## Problem statement:
How many lines in the records below contain the word "Sized"? Reply with that number only.

Data entries

══════

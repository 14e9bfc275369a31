//! What to bind and how: exclusions, casters and per-callable overrides.

use fxhash::FxHashSet;
use indexmap::IndexMap;

use hydra_dom::{BuildSession, Dom, NodeId, NodeKind};

use crate::config::PolicyConfig;

/// Answers the questions the closure engine and the plan builder ask about
/// individual entities. Keys are full names (`ns::Foo::bar`) or, for a
/// single overload, `full_name(signature)`.
pub trait PolicyProvider {
    fn is_excluded(&self, key: &str) -> bool;

    /// Code bound in place of a callable.
    fn custom_replacement(&self, full_name: &str, signature: &str) -> Option<&str>;

    /// Return value / ownership policy of a callable.
    fn ownership_policy(&self, key: &str) -> Option<&str>;

    /// Whether the runtime already converts this type, in which case it is
    /// never bound itself.
    fn is_type_caster(&self, dom: &Dom, node: NodeId) -> bool;

    fn addon_methods(&self, _record: &str) -> Vec<(&str, &str)> {
        Vec::new()
    }

    fn exports_enum_values(&self, _full_name: &str) -> bool {
        false
    }

    fn drop_records_with_unresolved_bases(&self) -> bool {
        false
    }
}

/// Exclusion by full name, and for callables also by signature key.
pub fn is_excluded<P: PolicyProvider + ?Sized>(policy: &P, dom: &Dom, id: NodeId) -> bool {
    policy.is_excluded(&dom.full_name(id)) || (dom.kind(id).is_callable() && policy.is_excluded(&dom.signature_key(id)))
}

/// Ownership policy by full name first, then by signature key.
pub fn return_policy<'p, P: PolicyProvider + ?Sized>(policy: &'p P, dom: &Dom, id: NodeId) -> Option<&'p str> {
    policy
        .ownership_policy(&dom.full_name(id))
        .or_else(|| policy.ownership_policy(&dom.signature_key(id)))
}

/// The policy described by the `[policy]` table of `hydra.toml`.
#[derive(Debug, Clone, Default)]
pub struct Policy {
    config: PolicyConfig,
    excluded: FxHashSet<String>,
    named_casters: FxHashSet<String>,
    exported_enums: FxHashSet<String>,
    /// Caster target -> the specialization that declares it.
    detected_casters: IndexMap<NodeId, NodeId>,
}

impl Policy {
    pub fn new(config: PolicyConfig) -> Self {
        Self {
            excluded: config.exclude.iter().cloned().collect(),
            named_casters: config.casters.iter().cloned().collect(),
            exported_enums: config.exported_enums.iter().cloned().collect(),
            detected_casters: IndexMap::new(),
            config,
        }
    }

    pub fn exclude(mut self, key: impl Into<String>) -> Self {
        self.excluded.insert(key.into());
        self
    }

    pub fn caster(mut self, name: impl Into<String>) -> Self {
        self.named_casters.insert(name.into());
        self
    }

    pub fn config(&self) -> &PolicyConfig {
        &self.config
    }

    /// Finds every specialization of the configured caster template and
    /// marks the type its first type reference resolves to as a caster.
    /// Returns the number of casters found.
    pub fn detect_casters(&mut self, session: &mut BuildSession<'_>) -> usize {
        let Some(template) = self.config.caster_template.clone() else {
            return 0;
        };
        let dom = session.dom();
        let specializations: Vec<NodeId> = match dom.lookup(dom.root(), &template) {
            Ok(set) => set.iter().copied().filter(|id| dom.kind(*id).is_record()).collect(),
            Err(err) => {
                log::debug!("no caster template: {err}");
                return 0;
            }
        };

        for specialization in specializations {
            let first_ref = session
                .dom()
                .children(specialization)
                .find(|child| session.dom().kind(*child) == NodeKind::TypeRef);
            let Some(first_ref) = first_ref else {
                continue;
            };
            if let Some(target) = session.resolve_type(first_ref) {
                log::debug!("caster: {} via {}", session.dom().full_name(target), session.dom().full_name(specialization));
                self.detected_casters.insert(target, specialization);
            }
        }
        self.detected_casters.len()
    }

    pub fn detected_casters(&self) -> impl Iterator<Item = NodeId> + '_ {
        self.detected_casters.keys().copied()
    }
}

impl PolicyProvider for Policy {
    fn is_excluded(&self, key: &str) -> bool {
        self.excluded.contains(key)
    }

    fn custom_replacement(&self, full_name: &str, signature: &str) -> Option<&str> {
        let key = format!("{full_name}({signature})");
        self.config
            .replacements
            .get(&key)
            .or_else(|| self.config.replacements.get(full_name))
            .map(String::as_str)
    }

    fn ownership_policy(&self, key: &str) -> Option<&str> {
        self.config.return_policies.get(key).map(String::as_str)
    }

    fn is_type_caster(&self, dom: &Dom, node: NodeId) -> bool {
        self.detected_casters.contains_key(&node) || self.named_casters.contains(&dom.full_name(node))
    }

    fn addon_methods(&self, record: &str) -> Vec<(&str, &str)> {
        self.config
            .addon_methods
            .get(record)
            .map(|methods| methods.iter().map(|(name, code)| (name.as_str(), code.as_str())).collect())
            .unwrap_or_default()
    }

    fn exports_enum_values(&self, full_name: &str) -> bool {
        self.exported_enums.contains(full_name)
    }

    fn drop_records_with_unresolved_bases(&self) -> bool {
        self.config.drop_records_with_unresolved_bases
    }
}
use std::path::Path;

use hydra_dom::BuildSession;
use hydra_source::{load_unit, TranslationUnit};

use super::report_diagnostics;
use crate::error::CliError;

/// Builds the model of a unit and reports its diagnostics. Diagnostics are
/// never fatal, so this only fails when the unit cannot be loaded.
pub fn handle_check(unit_path: &Path) -> Result<(), CliError> {
    let unit = load_unit(unit_path)?;
    let session = BuildSession::build_from(&unit);
    report_diagnostics(session.diagnostics().iter().cloned());

    println!("checked {}: {}", unit_path.display(), summary(&unit, &session));
    Ok(())
}

fn summary(unit: &TranslationUnit, session: &BuildSession<'_>) -> String {
    let max_depth = unit.includes.iter().map(|include| include.depth).max().unwrap_or(0);
    format!(
        "{} nodes, {} diagnostics, {} includes (max depth {})",
        session.dom().len(),
        session.diagnostics().len(),
        unit.includes.len(),
        max_depth
    )
}

#[cfg(test)]
mod tests {
    use super::*;

    use hydra_source::{CursorKind, UnitBuilder};

    #[test]
    fn summary_counts_includes_of_the_parse() {
        let mut b = UnitBuilder::new("module.hpp");
        let root = b.root();
        b.cursor(root, CursorKind::Namespace, "ns").usr("c:@N@ns").id();
        b.include("core/Song.h", 1);
        b.include("QtCore/QString", 3);
        b.include("core/Pattern.h", 1);
        let unit = b.finish();
        let session = BuildSession::build_from(&unit);

        assert_eq!(
            summary(&unit, &session),
            format!("{} nodes, 0 diagnostics, 3 includes (max depth 3)", session.dom().len())
        );
    }
}
//! The `hydra.toml` project file.

use std::path::Path;

use indexmap::IndexMap;
use serde::{Deserialize, Serialize};

use crate::error::BindError;

/// File name looked up by the CLI.
pub const CONFIG_FILE_NAME: &str = "hydra.toml";

#[derive(Debug, Clone, Default, PartialEq, Serialize, Deserialize)]
#[serde(default)]
pub struct ProjectConfig {
    pub frontend: FrontendConfig,

    /// Requested binding roots, in the order they were listed.
    pub bindings: Vec<BindingSpec>,

    pub policy: PolicyConfig,

    pub emit: EmitConfig,
}

/// How the front end is invoked. Hydra itself only uses `plugins` (for the
/// umbrella header); the rest is passed through to the adapter.
#[derive(Debug, Clone, Default, PartialEq, Serialize, Deserialize)]
#[serde(default)]
pub struct FrontendConfig {
    pub cflags: Vec<String>,
    pub include_path: Vec<String>,
    /// Headers appended to the umbrella header after the binding headers.
    pub plugins: Vec<String>,
}

#[derive(Debug, Clone, PartialEq, Serialize, Deserialize)]
pub struct BindingSpec {
    /// Qualified name of the root (`H2Core::Song`).
    pub name: String,
    /// Header declaring it, relative to an include path.
    pub header: String,
}

#[derive(Debug, Clone, Default, PartialEq, Serialize, Deserialize)]
#[serde(default)]
pub struct PolicyConfig {
    /// Full names, or `full_name(signature)` for a single overload.
    pub exclude: Vec<String>,

    /// Types the target runtime already converts.
    pub casters: Vec<String>,

    /// Qualified name of the caster template; every specialization of it
    /// marks its argument type as a caster.
    pub caster_template: Option<String>,

    /// Veto records with a base that cannot be resolved instead of binding
    /// them without that base.
    pub drop_records_with_unresolved_bases: bool,

    /// Enums whose values are also exported into the enclosing scope.
    pub exported_enums: Vec<String>,

    /// Return value policy per callable key.
    pub return_policies: IndexMap<String, String>,

    /// Replacement snippet per callable key, bound instead of the callable.
    pub replacements: IndexMap<String, String>,

    /// Extra methods per record: record full name -> method name -> code.
    pub addon_methods: IndexMap<String, IndexMap<String, String>>,
}

#[derive(Debug, Clone, PartialEq, Serialize, Deserialize)]
#[serde(default)]
pub struct EmitConfig {
    /// Name of the generated extension module.
    pub module: String,
    pub constructors: bool,
    pub fields: bool,
    pub methods: bool,
    /// Verbatim fragments emitted before the module body.
    pub prolog: Vec<String>,
}

impl Default for EmitConfig {
    fn default() -> Self {
        Self {
            module: "bindings".to_string(),
            constructors: true,
            fields: true,
            methods: true,
            prolog: Vec::new(),
        }
    }
}

impl ProjectConfig {
    pub fn parse(text: &str) -> Result<Self, BindError> {
        toml::from_str(text).map_err(|err| BindError::Config { message: err.to_string() })
    }

    pub fn load(path: &Path) -> Result<Self, BindError> {
        let text = std::fs::read_to_string(path)
            .map_err(|source| BindError::ConfigRead { path: path.to_path_buf(), source })?;
        let config = Self::parse(&text)?;
        log::debug!("loaded {} with {} binding roots", path.display(), config.bindings.len());
        Ok(config)
    }

    /// Binding headers followed by plugin headers, the input of the
    /// umbrella header.
    pub fn umbrella_headers(&self) -> Vec<&str> {
        self.bindings
            .iter()
            .map(|binding| binding.header.as_str())
            .chain(self.frontend.plugins.iter().map(String::as_str))
            .collect()
    }

    pub fn root_names(&self) -> Vec<&str> {
        self.bindings.iter().map(|binding| binding.name.as_str()).collect()
    }
}
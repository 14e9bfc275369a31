pub mod check;
pub mod dump;
pub mod plan;
pub mod umbrella;

use std::path::Path;

use miette::Diagnostic;

use crate::error::CliError;

/// Prints every diagnostic as a miette report on stderr.
pub fn report_diagnostics<D>(diagnostics: impl IntoIterator<Item = D>)
where
    D: Diagnostic + Send + Sync + 'static,
{
    for diagnostic in diagnostics {
        eprintln!("{:?}", miette::Report::new(diagnostic));
    }
}

/// Writes `text` to `output`, or to stdout when no output was given.
pub fn emit(text: &str, output: Option<&Path>) -> Result<(), CliError> {
    match output {
        Some(path) => std::fs::write(path, text).map_err(|source| CliError::Io {
            path: path.to_path_buf(),
            operation: format!("writing '{}'", path.display()),
            source,
        }),
        None => {
            print!("{text}");
            Ok(())
        }
    }
}
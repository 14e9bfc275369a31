// Common fixture helpers for binding tests

use hydra_source::{CursorId, CursorKind, TranslationUnit, TypeId, UnitBuilder};

/// Thin layer over `UnitBuilder` for the shapes binding tests need:
/// records with bases, typed fields and methods.
pub struct Header {
    pub b: UnitBuilder,
}

impl Header {
    pub fn new() -> Self {
        Self { b: UnitBuilder::new("module.hpp") }
    }

    pub fn root(&self) -> CursorId {
        self.b.root()
    }

    pub fn namespace(&mut self, parent: CursorId, name: &str) -> CursorId {
        self.b.cursor(parent, CursorKind::Namespace, name).usr(format!("c:@N@{name}")).id()
    }

    /// A defined class. The parent's cursor id keeps USRs unique across scopes.
    pub fn class(&mut self, parent: CursorId, name: &str) -> CursorId {
        let usr = format!("c:@S@{}#{}", parent.0, name);
        self.b.cursor(parent, CursorKind::ClassDecl, name).usr(usr).definition_of_itself().id()
    }

    pub fn ty(&mut self, decl: CursorId) -> TypeId {
        self.b.declared_type(decl)
    }

    pub fn base(&mut self, record: CursorId, base: CursorId, spelling: &str) {
        let ty = self.b.declared_type(base);
        let spec = self.b.cursor(record, CursorKind::CxxBaseSpecifier, spelling).id();
        self.b.cursor(spec, CursorKind::TypeRef, format!("class {spelling}")).definition(base).ty(ty).id();
    }

    pub fn field(&mut self, record: CursorId, name: &str, ty: TypeId) -> CursorId {
        let usr = format!("c:@S@{}@FI@{}", record.0, name);
        self.b.cursor(record, CursorKind::FieldDecl, name).usr(usr).ty(ty).id()
    }

    /// A method `name(p1, p2, ...)`; parameters are `(name, type, spelling)`.
    pub fn method(
        &mut self,
        record: CursorId,
        kind: CursorKind,
        name: &str,
        result: Option<TypeId>,
        params: &[(&str, TypeId, &str)],
    ) -> CursorId {
        let signature: Vec<&str> = params.iter().map(|(_, _, spelling)| *spelling).collect();
        let display = format!("{name}({})", signature.join(", "));
        let usr = format!("c:@S@{}@F@{}", record.0, display);
        let mut cursor = self.b.cursor(record, kind, name).usr(usr).display_name(display);
        if let Some(result) = result {
            cursor = cursor.result_type(result);
        }
        let id = cursor.id();
        for (param, ty, _) in params {
            self.b.cursor(id, CursorKind::ParmDecl, *param).ty(*ty).id();
        }
        id
    }

    pub fn finish(self) -> TranslationUnit {
        self.b.finish()
    }
}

══════

## Response to this task:
2